__Try it__
Of all the entries below, retype only the lines from the one with "let board_after = without_piece(board, to);" through the one with "let mut board = board.clone();", exactly as they appear.

__Source data__
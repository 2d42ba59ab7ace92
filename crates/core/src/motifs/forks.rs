//! Forks
//!
//! A fork is one non-king piece attacking two or more enemy pieces that are
//! each worth taking: the king, anything worth more than the forker, or
//! anything undefended. Pawns are never counted as fork targets.

use shakmaty::{Board, Piece, Role, Square};

use crate::geometry::{attackers, capture_gain, exchange_value, KING_EXCHANGE_VALUE};

use super::rays::RayFindings;
use super::types::Fork;
use super::valuation::{fork_value, ForkTarget};

pub fn find_forks(board: &Board, rays: &RayFindings) -> Vec<Fork> {
    let mut forks = Vec::new();

    for (from, forker) in board.iter() {
        if forker.role == Role::King {
            continue;
        }
        let forker_value = exchange_value(forker.role, KING_EXCHANGE_VALUE);

        let mut target_squares = Vec::new();
        let mut targets = Vec::new();
        for square in board.attacks_from(from) & board.by_color(!forker.color) {
            let Some(target) = board.piece_at(square) else {
                continue;
            };
            let assessed = assess_target(board, square, target, forker, forker_value, rays);
            if let Some(fork_target) = assessed {
                target_squares.push(square);
                targets.push(fork_target);
            }
        }

        if targets.len() < 2 {
            continue;
        }

        let forker_risk = capture_gain(board, from, !forker.color);
        forks.push(Fork {
            forking_square: from,
            piece: forker,
            target_squares,
            value: fork_value(&targets, forker_risk),
        });
    }

    forks
}

fn assess_target(
    board: &Board,
    square: Square,
    target: Piece,
    forker: Piece,
    forker_value: i32,
    rays: &RayFindings,
) -> Option<ForkTarget> {
    if target.role == Role::Pawn {
        return None;
    }
    if target.role == Role::King {
        return Some(ForkTarget { is_king: true, gain: 0, pinned: false });
    }

    let value = exchange_value(target.role, KING_EXCHANGE_VALUE);
    let defended = attackers(board, square, target.color).any();
    if defended && value <= forker_value {
        return None;
    }

    let gain = if defended { value - forker_value } else { value };
    let pinned = rays
        .pin_on(square)
        .is_some_and(|pin| pin.pinning_piece.color == forker.color);

    Some(ForkTarget { is_king: false, gain, pinned })
}
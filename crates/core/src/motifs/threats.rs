//! Hanging pieces, trapped pieces and capturable defenders

use shakmaty::{Bitboard, Board, Color, Role, Square};

use crate::geometry::{
    attackers, attackers_and_defenders, capture_gain, exchange_value, lowest_value_attacker,
    ray_between, static_exchange, KING_EXCHANGE_VALUE,
};

use super::rays::RayFindings;
use super::types::{CapturableDefender, HangingPiece, PinType, TrappedPiece};
use super::valuation::capturable_defender_value;

/// Attacked pieces that are undefended or lose the exchange on their square.
/// Kings are never hanging.
pub fn find_hanging_pieces(board: &Board) -> Vec<HangingPiece> {
    let mut hanging = Vec::new();

    for (square, piece) in board.iter() {
        if piece.role == Role::King {
            continue;
        }
        let set = attackers_and_defenders(board, square);
        let enemy = set.of(!piece.color);
        let Some((_, lowest)) = lowest_value_attacker(board, enemy) else {
            continue;
        };
        let defenders = set.of(piece.color);
        let exchange_gain = capture_gain(board, square, !piece.color);
        if defenders.any() && exchange_gain <= 0 {
            continue;
        }

        hanging.push(HangingPiece {
            square,
            piece,
            attackers: enemy.into_iter().collect(),
            defenders: defenders.into_iter().collect(),
            lowest_attacker_value: exchange_value(lowest, KING_EXCHANGE_VALUE),
            exchange_gain,
        });
    }

    hanging
}

/// Whether a piece of `role` and `color` standing on `square` under `occupied`
/// would lose material: attacked by something no more valuable, or attacked
/// and undefended.
fn is_threatened(
    board: &Board,
    square: Square,
    role: Role,
    color: Color,
    occupied: Bitboard,
) -> bool {
    let enemy = board.attacks_to(square, !color, occupied) & occupied & board.by_color(!color);
    if enemy.is_empty() {
        return false;
    }
    let value = exchange_value(role, KING_EXCHANGE_VALUE);
    let cheap_attacker = enemy
        .into_iter()
        .filter_map(|sq| board.role_at(sq))
        .any(|r| exchange_value(r, KING_EXCHANGE_VALUE) <= value);
    if cheap_attacker {
        return true;
    }
    let friends = board.attacks_to(square, color, occupied) & occupied & board.by_color(color);
    friends.is_empty()
}

/// Squares a pinned piece may still move to: along the line to its pinner,
/// the pinner's square included.
fn pin_line(pinned: Square, pinner: Square) -> Bitboard {
    let mut line: Bitboard = ray_between(pinned, pinner)
        .unwrap_or_default()
        .into_iter()
        .collect();
    line.add(pinner);
    line
}

/// Attacked knights, bishops, rooks and queens whose every move loses
/// material too.
pub fn find_trapped_pieces(board: &Board, rays: &RayFindings) -> Vec<TrappedPiece> {
    let occupied = board.occupied();
    let mut trapped = Vec::new();

    for (square, piece) in board.iter() {
        if matches!(piece.role, Role::Pawn | Role::King) {
            continue;
        }
        if !is_threatened(board, square, piece.role, piece.color, occupied) {
            continue;
        }

        let mut destinations =
            board.attacks_from(square) & !board.by_color(piece.color) & !board.kings();
        if let Some(pin) = rays.pin_on(square) {
            if pin.pin_type == PinType::Absolute {
                destinations &= pin_line(square, pin.pinning_square);
            }
        }

        let value = exchange_value(piece.role, KING_EXCHANGE_VALUE);
        let escapes = destinations.into_iter().any(|to| {
            if let Some(victim) = board.role_at(to) {
                if exchange_value(victim, KING_EXCHANGE_VALUE) >= value {
                    return true;
                }
            }
            let mut after = occupied;
            after.discard(square);
            after.add(to);
            // A captured piece no longer defends or attacks anything.
            let board_after = without_piece(board, to);
            !is_threatened(&board_after, to, piece.role, piece.color, after)
        });

        if !escapes {
            trapped.push(TrappedPiece {
                square,
                piece,
                escape_squares: destinations.into_iter().collect(),
            });
        }
    }

    trapped
}

fn without_piece(board: &Board, square: Square) -> Board {
    let mut board = board.clone();
    board.discard_piece_at(square);
    board
}

/// Defenders that can be taken without loss, after which the piece they
/// guard falls as well.
pub fn find_capturable_defenders(board: &Board) -> Vec<CapturableDefender> {
    let occupied = board.occupied();
    let mut found = Vec::new();

    for (defended_square, defended) in board.iter() {
        if defended.role == Role::King {
            continue;
        }
        let attacker = !defended.color;
        if attackers(board, defended_square, attacker).is_empty() {
            continue;
        }
        let value = exchange_value(defended.role, KING_EXCHANGE_VALUE);
        // Already lost as it stands; reported as hanging instead.
        if static_exchange(board, defended_square, value, attacker, occupied) > 0 {
            continue;
        }

        for defender_square in attackers(board, defended_square, defended.color) {
            let Some(defender) = board.piece_at(defender_square) else {
                continue;
            };
            if defender.role == Role::King {
                continue;
            }
            let defender_gain = capture_gain(board, defender_square, attacker);
            if defender_gain < 0 || attackers(board, defender_square, attacker).is_empty() {
                continue;
            }

            let mut without_defender = occupied;
            without_defender.discard(defender_square);
            let follow_up = static_exchange(
                &without_piece(board, defender_square),
                defended_square,
                value,
                attacker,
                without_defender,
            );
            if follow_up <= 0 {
                continue;
            }

            found.push(CapturableDefender {
                defender_square,
                defender,
                defended_square,
                value: capturable_defender_value(defender_gain, follow_up),
            });
        }
    }

    found
}

#[cfg(test)]
mod tests {
    use super::*;
    use crate::motifs::rays::scan_rays;
    use crate::position::load_fen;
    use shakmaty::Position;

    #[test]
    fn test_undefended_knight_hangs() {
        let pos = load_fen("4k3/8/8/3n4/8/8/8/3RK3 w - - 0 1").unwrap();
        let hanging = find_hanging_pieces(pos.board());
        assert_eq!(hanging.len(), 1);
        let knight = &hanging[0];
        assert_eq!(knight.square, Square::D5);
        assert_eq!(knight.attackers, vec![Square::D1]);
        assert_eq!(knight.lowest_attacker_value, 500);
        assert_eq!(knight.exchange_gain, 300);
    }

    #[test]
    fn test_defended_piece_attacked_by_cheaper_piece_hangs() {
        // Pawn takes the defended rook.
        let pos = load_fen("4k3/8/2p5/3r4/4P3/8/8/4K3 b - - 0 1").unwrap();
        let hanging = find_hanging_pieces(pos.board());
        let rook = hanging.iter().find(|h| h.square == Square::D5).unwrap();
        assert_eq!(rook.lowest_attacker_value, 100);
        assert_eq!(rook.exchange_gain, 400);
    }

    #[test]
    fn test_defended_equal_trade_is_not_hanging() {
        let pos = load_fen("4k3/8/2p5/3n4/8/4N3/8/4K3 w - - 0 1").unwrap();
        let hanging = find_hanging_pieces(pos.board());
        assert!(hanging.iter().all(|h| h.square != Square::D5));
    }

    #[test]
    fn test_lowest_attacker_matches_a_real_attacker() {
        let pos =
            load_fen("r3k2r/ppp2ppp/2n5/3qp3/4P3/2NB1Q2/PPP2PPP/R3K2R b KQkq - 0 10").unwrap();
        let board = pos.board();
        for hanging in find_hanging_pieces(board) {
            let matching = hanging.attackers.iter().any(|&sq| {
                let role = board.role_at(sq).unwrap();
                exchange_value(role, KING_EXCHANGE_VALUE) == hanging.lowest_attacker_value
            });
            assert!(matching, "{:?}", hanging);
        }
    }

    #[test]
    fn test_bishop_trapped_on_h7() {
        // The king attacks the bishop, g8 is covered by king and rook and
        // taking on g6 runs into the f7 pawn.
        let pos = load_fen("5r1k/5p1B/6p1/8/8/8/8/6K1 w - - 0 1").unwrap();
        let trapped = find_trapped_pieces(pos.board(), &scan_rays(&pos));
        assert_eq!(trapped.len(), 1);
        assert_eq!(trapped[0].square, Square::H7);
        assert_eq!(trapped[0].escape_squares, vec![Square::G6, Square::G8]);
    }

    #[test]
    fn test_free_piece_is_not_trapped() {
        let pos = load_fen("4k3/8/8/3n4/8/8/8/3RK3 w - - 0 1").unwrap();
        assert!(find_trapped_pieces(pos.board(), &scan_rays(&pos)).is_empty());
    }

    #[test]
    fn test_capturable_defender() {
        // The c6 knight alone guards the e5 bishop that the e2 rook attacks;
        // the b5 bishop takes the knight for free.
        let pos = load_fen("4k3/8/2n5/1B2b3/8/8/4R3/4K3 w - - 0 1").unwrap();
        let found = find_capturable_defenders(pos.board());
        assert_eq!(found.len(), 1);
        let capture = &found[0];
        assert_eq!(capture.defender_square, Square::C6);
        assert_eq!(capture.defended_square, Square::E5);
        assert!(capture.value.is_sound);
        assert!(capture.value.material_delta > 0);
    }
}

__Exercise response__
            let board_after = without_piece(board, to);
            !is_threatened(&board_after, to, piece.role, piece.color, after)
        });

        if !escapes {
            trapped.push(TrappedPiece {
                square,
                piece,
                escape_squares: destinations.into_iter().collect(),
            });
        }
    }

    trapped
}

fn without_piece(board: &Board, square: Square) -> Board {
    let mut board = board.clone();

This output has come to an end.